ACTION ITEM:
Return the run of lines below that opens with the line containing "use mockable::DefaultClock;" and closes with the line containing "async fn list_tasks(&self, board: BoardId)", keeping each one exact.

Data entries
Content starts

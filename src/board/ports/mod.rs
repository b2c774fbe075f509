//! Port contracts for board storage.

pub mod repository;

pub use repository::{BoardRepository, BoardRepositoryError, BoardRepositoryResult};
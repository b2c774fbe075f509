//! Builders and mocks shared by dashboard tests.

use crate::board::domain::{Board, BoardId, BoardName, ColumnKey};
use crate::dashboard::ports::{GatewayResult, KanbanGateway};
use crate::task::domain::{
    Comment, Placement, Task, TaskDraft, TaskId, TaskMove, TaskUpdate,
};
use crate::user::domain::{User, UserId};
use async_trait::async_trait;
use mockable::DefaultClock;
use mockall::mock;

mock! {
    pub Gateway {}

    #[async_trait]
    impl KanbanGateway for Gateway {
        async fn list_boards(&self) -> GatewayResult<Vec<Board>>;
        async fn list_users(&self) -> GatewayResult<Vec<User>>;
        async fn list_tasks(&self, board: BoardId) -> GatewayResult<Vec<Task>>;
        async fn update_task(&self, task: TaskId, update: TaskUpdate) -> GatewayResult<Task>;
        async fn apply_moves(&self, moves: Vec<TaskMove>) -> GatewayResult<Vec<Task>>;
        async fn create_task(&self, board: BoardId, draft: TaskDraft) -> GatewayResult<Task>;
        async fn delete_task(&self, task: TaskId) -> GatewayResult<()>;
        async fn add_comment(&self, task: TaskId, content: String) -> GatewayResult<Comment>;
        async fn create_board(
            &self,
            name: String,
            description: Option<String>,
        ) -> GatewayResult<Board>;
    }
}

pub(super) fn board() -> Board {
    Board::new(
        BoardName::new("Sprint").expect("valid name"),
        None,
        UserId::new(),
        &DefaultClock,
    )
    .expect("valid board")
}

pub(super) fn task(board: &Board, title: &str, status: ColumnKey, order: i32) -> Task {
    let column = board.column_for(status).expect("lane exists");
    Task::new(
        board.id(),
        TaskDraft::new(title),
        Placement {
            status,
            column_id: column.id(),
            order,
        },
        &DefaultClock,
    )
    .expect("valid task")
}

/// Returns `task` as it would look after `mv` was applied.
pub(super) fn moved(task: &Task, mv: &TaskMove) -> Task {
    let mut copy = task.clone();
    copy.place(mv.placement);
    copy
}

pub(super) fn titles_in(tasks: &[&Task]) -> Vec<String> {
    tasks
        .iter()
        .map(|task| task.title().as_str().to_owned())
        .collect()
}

Content ends

ANSWER TO THIS PROBLEM:
use mockable::DefaultClock;
use mockall::mock;

mock! {
    pub Gateway {}

    #[async_trait]
    impl KanbanGateway for Gateway {
        async fn list_boards(&self) -> GatewayResult<Vec<Board>>;
        async fn list_users(&self) -> GatewayResult<Vec<User>>;
        async fn list_tasks(&self, board: BoardId) -> GatewayResult<Vec<Task>>;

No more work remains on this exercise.